2.22. Lentiviral Infection

MLE-12 cells were seeded in six-well plates. Viral infection was performed when the cell confluency reached 40–60%. The virus mixture was added to the culture medium at a ratio of 1:10. Polybrene was included during the infection process to increase the infection efficiency. The final concentration of polybrene was 5 μg/mL. After the virus and polybrene were added, the plate was gently mixed. The cells were then placed back into the incubator at 37 °C with 5% CO₂. The cells were observed 8–12 h post-infection. If no apparent cytotoxicity was detected, the culture medium was left unchanged, and the cells were further incubated for 24 h. The medium was replaced with a fresh culture medium 24 h after infection. For lentiviruses labeled with fluorescence, fluorescence was observed 72–96 h after infection. Infection efficiency was evaluated by determining fluorescence intensity or performing qRT-PCR analysis.

2.23. Statistical Analysis

All statistical analyses were conducted using GraphPad Prism 9.0 (GraphPad Software, San Diego, CA, USA). The data are presented as the mean ± SD. Statistical comparisons between two groups were performed using unpaired two-tailed student’s t-tests. For comparisons involving more than two groups, one-way ANOVA followed by appropriate post hoc tests was applied. Significance was set at p < 0.05.

3. Results

3.1. Verification of M0 Differentiation into M2 Macrophages Induced by IL-4 and Extraction and Identification of M2-Exo

To verify the differentiation of M0 macrophages into M2 macrophages, we induced differentiation using IL-4. After treatment, the morphology of the cells exhibited characteristics typical of M2 macrophages (Figure 1A). Quantitative analysis revealed a significant decrease in the expression of inflammatory factors (IL-1β and IL-6) and a significant increase in the expression of anti-inflammatory factors (ARG-1 and CD206) following IL-4 treatment (Figure 1B–D). These findings confirmed the successful differentiation of M0 macrophages into M2 macrophages.

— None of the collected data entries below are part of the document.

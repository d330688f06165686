use clap::{App, Arg, ArgMatches, SubCommand};
use colored::*;
use lorabase::protocol::{Frame, StationSnapshot};
use tokio::io::{AsyncReadExt, AsyncWriteExt};
use tokio::net::TcpStream;

const DEFAULT_HOST: &str = "127.0.0.1";
const DEFAULT_PORT: &str = "8080";

#[tokio::main]
async fn main() -> Result<(), Box<dyn std::error::Error>> {
    let matches = App::new("lorabase")
        .version("0.1.0")
        .author("Ground Segment Engineering Team")
        .about("Operator CLI for the LoRa base station coordinator")
        .arg(
            Arg::with_name("host")
                .short("H")
                .long("host")
                .value_name("HOST")
                .help("Base station host address")
                .takes_value(true)
                .default_value(DEFAULT_HOST)
                .global(true),
        )
        .arg(
            Arg::with_name("port")
                .short("p")
                .long("port")
                .value_name("PORT")
                .help("Control API port")
                .takes_value(true)
                .default_value(DEFAULT_PORT)
                .global(true),
        )
        .arg(
            Arg::with_name("json")
                .long("json")
                .help("Print raw JSON responses")
                .global(true),
        )
        .subcommand(SubCommand::with_name("status").about("List registered stations"))
        .subcommand(
            SubCommand::with_name("data")
                .about("Drain collected frames from a station")
                .arg(
                    Arg::with_name("client")
                        .help("Station link address")
                        .required(true),
                ),
        )
        .subcommand(
            SubCommand::with_name("schedule")
                .about("Upload an observation schedule from a JSON file")
                .arg(
                    Arg::with_name("client")
                        .help("Station link address")
                        .required(true),
                )
                .arg(
                    Arg::with_name("file")
                        .help("Path to a JSON array of observation requests")
                        .required(true),
                ),
        )
        .subcommand(
            SubCommand::with_name("register")
                .about("Register a station and persist it to the configuration")
                .arg(
                    Arg::with_name("client")
                        .help("Station link address")
                        .required(true),
                )
                .arg(
                    Arg::with_name("min-freq")
                        .help("Lower bound of the station's radio band, Hz")
                        .required(true)
                        .validator(validate_u64),
                )
                .arg(
                    Arg::with_name("max-freq")
                        .help("Upper bound of the station's radio band, Hz")
                        .required(true)
                        .validator(validate_u64),
                ),
        )
        .get_matches();

    let host = matches.value_of("host").unwrap();
    let port = matches.value_of("port").unwrap().parse::<u16>()?;
    let raw_json = matches.is_present("json");

    match matches.subcommand() {
        ("status", _) => handle_status(host, port, raw_json).await?,
        ("data", Some(sub)) => handle_data(sub, host, port, raw_json).await?,
        ("schedule", Some(sub)) => handle_schedule(sub, host, port).await?,
        ("register", Some(sub)) => handle_register(sub, host, port).await?,
        _ => {
            println!(
                "{}",
                "No command specified. Use --help for usage information.".yellow()
            );
        }
    }

    Ok(())
}

fn validate_u64(value: String) -> Result<(), String> {
    value
        .parse::<u64>()
        .map(|_| ())
        .map_err(|_| "expected an unsigned integer".to_string())
}

async fn handle_status(
    host: &str,
    port: u16,
    raw_json: bool,
) -> Result<(), Box<dyn std::error::Error>> {
    let (status, body) = send_request(host, port, "GET", "/api/v1/status", None).await?;
    if raw_json {
        println!("{}", body);
        return Ok(());
    }
    if status != 200 {
        print_api_error(status, &body);
        return Ok(());
    }

    let stations: Vec<StationSnapshot> = serde_json::from_str(&body)?;
    if stations.is_empty() {
        println!("{}", "No stations registered".yellow());
        return Ok(());
    }
    for station in stations {
        let battery = match station.battery_level {
            Some(level) if level <= 20 => format!("{}%", level).bright_red(),
            Some(level) => format!("{}%", level).bright_green(),
            None => "n/a".dimmed(),
        };
        println!(
            "{}  band {}-{} Hz  battery {}  {} scheduled observation(s)",
            station.address.bright_cyan(),
            station.min_frequency,
            station.max_frequency,
            battery,
            station.schedule.len()
        );
    }
    Ok(())
}

async fn handle_data(
    matches: &ArgMatches<'_>,
    host: &str,
    port: u16,
    raw_json: bool,
) -> Result<(), Box<dyn std::error::Error>> {
    let client = matches.value_of("client").unwrap();
    let path = format!("/api/v1/data?client={}", encode_query_value(client));
    let (status, body) = send_request(host, port, "GET", &path, None).await?;
    if raw_json {
        println!("{}", body);
        return Ok(());
    }
    if status != 200 {
        print_api_error(status, &body);
        return Ok(());
    }

    let frames: Vec<Frame> = serde_json::from_str(&body)?;
    if frames.is_empty() {
        println!("{}", "No frames pending".yellow());
        return Ok(());
    }
    for frame in frames {
        println!(
            "{}  rssi {} dBm  snr {:.2} dB  freq error {} Hz  {}",
            frame.timestamp_millis.to_string().bright_white(),
            frame.rssi,
            frame.snr,
            frame.frequency_error,
            hex::encode(&frame.data).bright_cyan()
        );
    }
    Ok(())
}

async fn handle_schedule(
    matches: &ArgMatches<'_>,
    host: &str,
    port: u16,
) -> Result<(), Box<dyn std::error::Error>> {
    let client = matches.value_of("client").unwrap();
    let file = matches.value_of("file").unwrap();
    let body = std::fs::read_to_string(file)?;

    let path = format!("/api/v1/schedule?client={}", encode_query_value(client));
    let (status, response) = send_request(host, port, "POST", &path, Some(&body)).await?;
    if status == 200 {
        println!("{} Schedule uploaded for {}", "OK".bright_green(), client.bright_cyan());
    } else {
        print_api_error(status, &response);
    }
    Ok(())
}

async fn handle_register(
    matches: &ArgMatches<'_>,
    host: &str,
    port: u16,
) -> Result<(), Box<dyn std::error::Error>> {
    let client = matches.value_of("client").unwrap();
    let min_freq = matches.value_of("min-freq").unwrap();
    let max_freq = matches.value_of("max-freq").unwrap();

    let path = format!(
        "/api/v1/client?client={}&minFreq={}&maxFreq={}",
        encode_query_value(client),
        min_freq,
        max_freq
    );
    let (status, response) = send_request(host, port, "POST", &path, None).await?;
    if status == 200 {
        println!("{} Registered {}", "OK".bright_green(), client.bright_cyan());
    } else {
        print_api_error(status, &response);
    }
    Ok(())
}

fn print_api_error(status: u16, body: &str) {
    let message = serde_json::from_str::<serde_json::Value>(body)
        .ok()
        .and_then(|v| v["message"].as_str().map(str::to_string))
        .unwrap_or_else(|| body.to_string());
    println!("{} {} {}", "Error".bright_red(), status, message);
}

fn encode_query_value(value: &str) -> String {
    // Addresses only need ':' escaped; everything else the CLI sends is
    // already URL-safe.
    value.replace(':', "%3A")
}

async fn send_request(
    host: &str,
    port: u16,
    method: &str,
    path: &str,
    body: Option<&str>,
) -> Result<(u16, String), Box<dyn std::error::Error>> {
    let addr = format!("{}:{}", host, port);
    let mut stream = match TcpStream::connect(&addr).await {
        Ok(stream) => stream,
        Err(e) => {
            eprintln!(
                "{} Failed to connect to base station at {}",
                "Error".bright_red(),
                addr.bright_white()
            );
            return Err(e.into());
        }
    };

    let body = body.unwrap_or("");
    let request = format!(
        "{} {} HTTP/1.1\r\nHost: {}\r\nContent-Type: application/json\r\nContent-Length: {}\r\nConnection: close\r\n\r\n{}",
        method,
        path,
        addr,
        body.len(),
        body
    );
    stream.write_all(request.as_bytes()).await?;

    let mut raw = Vec::new();
    tokio::time::timeout(std::time::Duration::from_secs(5), stream.read_to_end(&mut raw))
        .await
        .map_err(|_| "request timed out")??;

    let response = String::from_utf8_lossy(&raw);
    let (head, body) = response
        .split_once("\r\n\r\n")
        .ok_or("malformed HTTP response")?;
    let status = head
        .split_whitespace()
        .nth(1)
        .and_then(|s| s.parse::<u16>().ok())
        .ok_or("malformed HTTP status line")?;

    Ok((status, body.to_string()))
}
//! Persisted station configuration.
//!
//! The JSON file is authoritative across restarts: stations registered
//! through the control API are written back into it, and every station
//! listed in it is registered at startup.

use serde::{Deserialize, Serialize};
use std::collections::BTreeMap;
use std::path::Path;
use thiserror::Error;

fn default_bridge_port() -> u16 {
    8256
}

#[derive(Debug, Clone, Serialize, Deserialize)]
#[serde(rename_all = "camelCase")]
pub struct ClientConfig {
    pub min_frequency: u64,
    pub max_frequency: u64,
}

#[derive(Debug, Clone, Serialize, Deserialize)]
#[serde(rename_all = "camelCase")]
pub struct Config {
    pub hostname: String,
    pub port: u16,
    /// Advertised name on the wireless link.
    pub btname: String,
    /// Listener port for the wireless-stack bridge. Older configuration
    /// files omit it, so it defaults.
    #[serde(default = "default_bridge_port")]
    pub bridge_port: u16,
    /// Known stations, keyed by link address.
    #[serde(default)]
    pub clients: BTreeMap<String, ClientConfig>,
}

#[derive(Debug, Error)]
pub enum ConfigError {
    #[error("failed to read or write configuration file: {0}")]
    Io(#[from] std::io::Error),
    #[error("invalid configuration file: {0}")]
    Json(#[from] serde_json::Error),
}

impl Config {
    pub fn load(path: &Path) -> Result<Self, ConfigError> {
        let contents = std::fs::read_to_string(path)?;
        Ok(serde_json::from_str(&contents)?)
    }

    pub fn save(&self, path: &Path) -> Result<(), ConfigError> {
        let contents = serde_json::to_string_pretty(self)?;
        std::fs::write(path, contents)?;
        Ok(())
    }

    pub fn add_client(&mut self, address: &str, min_frequency: u64, max_frequency: u64) {
        self.clients.insert(
            address.to_string(),
            ClientConfig {
                min_frequency,
                max_frequency,
            },
        );
    }
}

We subsequently extracted M2 macrophage-derived exosomes (M2-Exo) using an exosome extraction kit. Electron microscopy images revealed that M2-Exo exhibited a double-membrane structure, which is characteristic of exosomes (Figure 1E). Nanoparticle tracking analysis revealed that M2-Exo had a diameter of 130.8 ± 2.7 nm, which matched the typical exosome size (Figure 1F). Western blotting analysis confirmed the presence of exosome markers (CD63 and TSG101) in M2-Exo (Figure 1G,H). We also found that DIR-labeled M2-Exo enter cells and that M2-Exo are targeted to lung tissue through intraperitoneal injection (Figure 1I,J). These results validated that the extraction of M2-Exo was successful, providing a foundation for further studies.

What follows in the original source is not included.